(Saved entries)
Content starts

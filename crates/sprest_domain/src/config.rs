use std::time::Duration;

use derive_setters::Setters;
use url::Url;

use crate::ServerRelativeUrl;

pub const DEFAULT_TIMEOUT: Duration = Duration::from_secs(100);

pub const USER_AGENT: &str = concat!("sprest/", env!("CARGO_PKG_VERSION"));

/// Connection settings for a single SharePoint site.
#[derive(Clone, Setters)]
#[setters(into)]
pub struct SharepointConfig {
    /// Absolute URL of the site, e.g. `https://contoso.sharepoint.com/sites/team/`.
    pub site_url: Url,
    /// Prefix prepended to every path handed to the client, typically the
    /// document library, e.g. `/sites/team/Shared Documents`.
    pub server_relative_url: ServerRelativeUrl,
    /// Pre-acquired OAuth bearer token.
    pub access_token: String,
    pub timeout: Duration,
    pub user_agent: String,
}

impl SharepointConfig {
    pub fn new(site_url: Url, access_token: impl Into<String>) -> Self {
        Self {
            site_url: as_directory(site_url),
            server_relative_url: ServerRelativeUrl::default(),
            access_token: access_token.into(),
            timeout: DEFAULT_TIMEOUT,
            user_agent: USER_AGENT.to_string(),
        }
    }

    /// Resolves an `_api/...` path against the site URL.
    pub fn api_url(&self, path: &str) -> Result<Url, ConfigError> {
        as_directory(self.site_url.clone())
            .join(path)
            .map_err(|source| ConfigError::InvalidUrl { value: path.to_string(), source })
    }

    /// Resolves a caller-supplied path against the configured prefix.
    pub fn resolve(&self, path: &str) -> ServerRelativeUrl {
        self.server_relative_url.join(path)
    }
}

impl std::fmt::Debug for SharepointConfig {
    fn fmt(&self, f: &mut std::fmt::Formatter<'_>) -> std::fmt::Result {
        f.debug_struct("SharepointConfig")
            .field("site_url", &self.site_url.as_str())
            .field("server_relative_url", &self.server_relative_url)
            .field("access_token", &"<redacted>")
            .field("timeout", &self.timeout)
            .field("user_agent", &self.user_agent)
            .finish()
    }
}

fn as_directory(mut url: Url) -> Url {
    if !url.path().ends_with('/') {
        let path = format!("{}/", url.path());
        url.set_path(&path);
    }
    url
}

#[derive(Debug, thiserror::Error)]
pub enum ConfigError {
    #[error("Missing required setting {0}")]
    Missing(&'static str),

    #[error("Invalid URL '{value}': {source}")]
    InvalidUrl {
        value: String,
        #[source]
        source: url::ParseError,
    },

    #[error("Invalid value '{value}' for {key}")]
    InvalidValue { key: &'static str, value: String },
}

#[cfg(test)]
mod tests {
    use pretty_assertions::assert_eq;

    use super::*;

    fn fixture() -> SharepointConfig {
        SharepointConfig::new(
            Url::parse("https://contoso.sharepoint.com/sites/team").unwrap(),
            "token",
        )
        .server_relative_url("/sites/team/Shared Documents")
    }

    #[test]
    fn test_api_url_keeps_site_path() {
        let actual = fixture().api_url("_api/web/folders").unwrap();
        assert_eq!(
            actual.as_str(),
            "https://contoso.sharepoint.com/sites/team/_api/web/folders"
        );
    }

    #[test]
    fn test_api_url_when_site_url_replaced_by_setter() {
        let config = fixture().site_url(Url::parse("http://127.0.0.1:1234/sites/x").unwrap());
        let actual = config.api_url("_api/web/folders").unwrap();
        assert_eq!(actual.as_str(), "http://127.0.0.1:1234/sites/x/_api/web/folders");
    }

    #[test]
    fn test_resolve_prefixes_base() {
        let actual = fixture().resolve("/Reports");
        assert_eq!(actual.as_str(), "/sites/team/Shared Documents/Reports");
    }

    #[test]
    fn test_debug_redacts_token() {
        let actual = format!("{:?}", fixture());
        assert!(!actual.contains("\"token\""));
        assert!(actual.contains("<redacted>"));
    }
}
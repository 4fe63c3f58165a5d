use anyhow::Context;
use bytes::Bytes;
use reqwest::header::{AUTHORIZATION, HeaderMap, HeaderValue};
use reqwest::redirect::Policy;
use reqwest::{Client, Response};
use sprest_app::HttpInfra;
use sprest_domain::SharepointConfig;
use tracing::debug;
use url::Url;

/// reqwest-backed transport. The bearer token, user agent and timeout are
/// baked into the client once; per-request headers come from the caller.
/// Redirects are returned as-is, never followed.
pub struct SprestHttpInfra {
    client: Client,
}

impl SprestHttpInfra {
    pub fn new(config: &SharepointConfig) -> anyhow::Result<Self> {
        let mut auth = HeaderValue::from_str(&format!("Bearer {}", config.access_token))
            .context("Access token contains characters not allowed in a header")?;
        auth.set_sensitive(true);

        let mut default_headers = HeaderMap::new();
        default_headers.insert(AUTHORIZATION, auth);

        let client = Client::builder()
            .default_headers(default_headers)
            .user_agent(config.user_agent.clone())
            .timeout(config.timeout)
            .redirect(Policy::none())
            .build()
            .context("Failed to build HTTP client")?;

        Ok(Self { client })
    }
}

#[async_trait::async_trait]
impl HttpInfra for SprestHttpInfra {
    async fn http_post(
        &self,
        url: &Url,
        headers: HeaderMap,
        body: Bytes,
    ) -> anyhow::Result<Response> {
        debug!(url = %url, body_len = body.len(), "POST request");
        let response = self
            .client
            .post(url.clone())
            .headers(headers)
            .body(body)
            .send()
            .await
            .with_context(|| format!("Failed to POST {url}"))?;
        debug!(url = %url, status = %response.status(), "POST response");
        Ok(response)
    }
}
mod config;
mod file;
mod folder;
mod header_action;
mod recycle_bin;
mod server_relative_url;

pub use config::*;
pub use file::*;
pub use folder::*;
pub use header_action::*;
pub use recycle_bin::*;
pub use server_relative_url::*;
use chrono::{DateTime, Utc};
use serde::{Deserialize, Deserializer, Serialize};

/// File metadata as returned by `Files/add` with `odata=nometadata`.
#[derive(Debug, Clone, Default, PartialEq, Serialize, Deserialize)]
#[serde(rename_all = "PascalCase", default)]
pub struct SharepointFile {
    pub name: String,
    pub server_relative_url: String,
    pub title: Option<String>,
    #[serde(deserialize_with = "deserialize_length")]
    pub length: u64,
    pub e_tag: Option<String>,
    pub unique_id: Option<String>,
    pub major_version: u32,
    pub minor_version: u32,
    pub check_out_type: u32,
    pub exists: bool,
    pub time_created: Option<DateTime<Utc>>,
    pub time_last_modified: Option<DateTime<Utc>>,
}

// Edm.Int64 values are serialized as JSON strings by SharePoint.
fn deserialize_length<'de, D>(deserializer: D) -> Result<u64, D::Error>
where
    D: Deserializer<'de>,
{
    #[derive(Deserialize)]
    #[serde(untagged)]
    enum Length {
        Number(u64),
        Text(String),
        Null,
    }

    match Length::deserialize(deserializer)? {
        Length::Number(n) => Ok(n),
        Length::Text(s) if s.trim().is_empty() => Ok(0),
        Length::Text(s) => s.trim().parse().map_err(serde::de::Error::custom),
        Length::Null => Ok(0),
    }
}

Content ends

_Action item:_
The answer must reproduce all of the entries exactly.

_Response:_
filename crates/sprest_domain/src/config.rs
use std::time::Duration;

use derive_setters::Setters;
use url::Url;

use crate::ServerRelativeUrl;

pub const DEFAULT_TIMEOUT: Duration = Duration::from_secs(100);

pub const USER_AGENT: &str = concat!("sprest/", env!("CARGO_PKG_VERSION"));

/// Connection settings for a single SharePoint site.
#[derive(Clone, Setters)]
#[setters(into)]
pub struct SharepointConfig {
    /// Absolute URL of the site, e.g. `https://contoso.sharepoint.com/sites/team/`.
    pub site_url: Url,
    /// Prefix prepended to every path handed to the client, typically the
    /// document library, e.g. `/sites/team/Shared Documents`.
    pub server_relative_url: ServerRelativeUrl,
    /// Pre-acquired OAuth bearer token.
    pub access_token: String,
    pub timeout: Duration,
    pub user_agent: String,
}

impl SharepointConfig {
    pub fn new(site_url: Url, access_token: impl Into<String>) -> Self {
        Self {
            site_url: as_directory(site_url),
            server_relative_url: ServerRelativeUrl::default(),
            access_token: access_token.into(),
            timeout: DEFAULT_TIMEOUT,
            user_agent: USER_AGENT.to_string(),
        }
    }

    /// Resolves an `_api/...` path against the site URL.
    pub fn api_url(&self, path: &str) -> Result<Url, ConfigError> {
        as_directory(self.site_url.clone())
            .join(path)
            .map_err(|source| ConfigError::InvalidUrl { value: path.to_string(), source })
    }

    /// Resolves a caller-supplied path against the configured prefix.
    pub fn resolve(&self, path: &str) -> ServerRelativeUrl {
        self.server_relative_url.join(path)
    }
}

impl std::fmt::Debug for SharepointConfig {
    fn fmt(&self, f: &mut std::fmt::Formatter<'_>) -> std::fmt::Result {
        f.debug_struct("SharepointConfig")
            .field("site_url", &self.site_url.as_str())
            .field("server_relative_url", &self.server_relative_url)
            .field("access_token", &"<redacted>")
            .field("timeout", &self.timeout)
            .field("user_agent", &self.user_agent)
            .finish()
    }
}

fn as_directory(mut url: Url) -> Url {
    if !url.path().ends_with('/') {
        let path = format!("{}/", url.path());
        url.set_path(&path);
    }
    url
}

#[derive(Debug, thiserror::Error)]
pub enum ConfigError {
    #[error("Missing required setting {0}")]
    Missing(&'static str),

    #[error("Invalid URL '{value}': {source}")]
    InvalidUrl {
        value: String,
        #[source]
        source: url::ParseError,
    },

    #[error("Invalid value '{value}' for {key}")]
    InvalidValue { key: &'static str, value: String },
}

#[cfg(test)]
mod tests {
    use pretty_assertions::assert_eq;

    use super::*;

    fn fixture() -> SharepointConfig {
        SharepointConfig::new(
            Url::parse("https://contoso.sharepoint.com/sites/team").unwrap(),
            "token",
        )
        .server_relative_url("/sites/team/Shared Documents")
    }

    #[test]
    fn test_api_url_keeps_site_path() {
        let actual = fixture().api_url("_api/web/folders").unwrap();
        assert_eq!(
            actual.as_str(),
            "https://contoso.sharepoint.com/sites/team/_api/web/folders"
        );
    }

    #[test]
    fn test_api_url_when_site_url_replaced_by_setter() {
        let config = fixture().site_url(Url::parse("http://127.0.0.1:1234/sites/x").unwrap());
        let actual = config.api_url("_api/web/folders").unwrap();
        assert_eq!(actual.as_str(), "http://127.0.0.1:1234/sites/x/_api/web/folders");
    }

    #[test]
    fn test_resolve_prefixes_base() {
        let actual = fixture().resolve("/Reports");
        assert_eq!(actual.as_str(), "/sites/team/Shared Documents/Reports");
    }

    #[test]
    fn test_debug_redacts_token() {
        let actual = format!("{:?}", fixture());
        assert!(!actual.contains("\"token\""));
        assert!(actual.contains("<redacted>"));
    }
}
repository 4fe63c3f58165a5d
use anyhow::Context;
use bytes::Bytes;
use reqwest::header::{AUTHORIZATION, HeaderMap, HeaderValue};
use reqwest::redirect::Policy;
use reqwest::{Client, Response};
use sprest_app::HttpInfra;
use sprest_domain::SharepointConfig;
use tracing::debug;
use url::Url;

/// reqwest-backed transport. The bearer token, user agent and timeout are
/// baked into the client once; per-request headers come from the caller.
/// Redirects are returned as-is, never followed.
pub struct SprestHttpInfra {
    client: Client,
}

impl SprestHttpInfra {
    pub fn new(config: &SharepointConfig) -> anyhow::Result<Self> {
        let mut auth = HeaderValue::from_str(&format!("Bearer {}", config.access_token))
            .context("Access token contains characters not allowed in a header")?;
        auth.set_sensitive(true);

        let mut default_headers = HeaderMap::new();
        default_headers.insert(AUTHORIZATION, auth);

        let client = Client::builder()
            .default_headers(default_headers)
            .user_agent(config.user_agent.clone())
            .timeout(config.timeout)
            .redirect(Policy::none())
            .build()
            .context("Failed to build HTTP client")?;

        Ok(Self { client })
    }
}

#[async_trait::async_trait]
impl HttpInfra for SprestHttpInfra {
    async fn http_post(
        &self,
        url: &Url,
        headers: HeaderMap,
        body: Bytes,
    ) -> anyhow::Result<Response> {
        debug!(url = %url, body_len = body.len(), "POST request");
        let response = self
            .client
            .post(url.clone())
            .headers(headers)
            .body(body)
            .send()
            .await
            .with_context(|| format!("Failed to POST {url}"))?;
        debug!(url = %url, status = %response.status(), "POST response");
        Ok(response)
    }
}
mod config;
mod file;
mod folder;
mod header_action;
mod recycle_bin;
mod server_relative_url;

pub use config::*;
pub use file::*;
pub use folder::*;
pub use header_action::*;
pub use recycle_bin::*;
pub use server_relative_url::*;
use chrono::{DateTime, Utc};
use serde::{Deserialize, Deserializer, Serialize};

/// File metadata as returned by `Files/add` with `odata=nometadata`.
#[derive(Debug, Clone, Default, PartialEq, Serialize, Deserialize)]
#[serde(rename_all = "PascalCase", default)]
pub struct SharepointFile {
    pub name: String,
    pub server_relative_url: String,
    pub title: Option<String>,
    #[serde(deserialize_with = "deserialize_length")]
    pub length: u64,
    pub e_tag: Option<String>,
    pub unique_id: Option<String>,
    pub major_version: u32,
    pub minor_version: u32,
    pub check_out_type: u32,
    pub exists: bool,
    pub time_created: Option<DateTime<Utc>>,
    pub time_last_modified: Option<DateTime<Utc>>,
}

// Edm.Int64 values are serialized as JSON strings by SharePoint.
fn deserialize_length<'de, D>(deserializer: D) -> Result<u64, D::Error>
where
    D: Deserializer<'de>,
{
    #[derive(Deserialize)]
    #[serde(untagged)]
    enum Length {
        Number(u64),
        Text(String),
        Null,
    }

    match Length::deserialize(deserializer)? {
        Length::Number(n) => Ok(n),
        Length::Text(s) if s.trim().is_empty() => Ok(0),
        Length::Text(s) => s.trim().parse().map_err(serde::de::Error::custom),
        Length::Null => Ok(0),
    }
}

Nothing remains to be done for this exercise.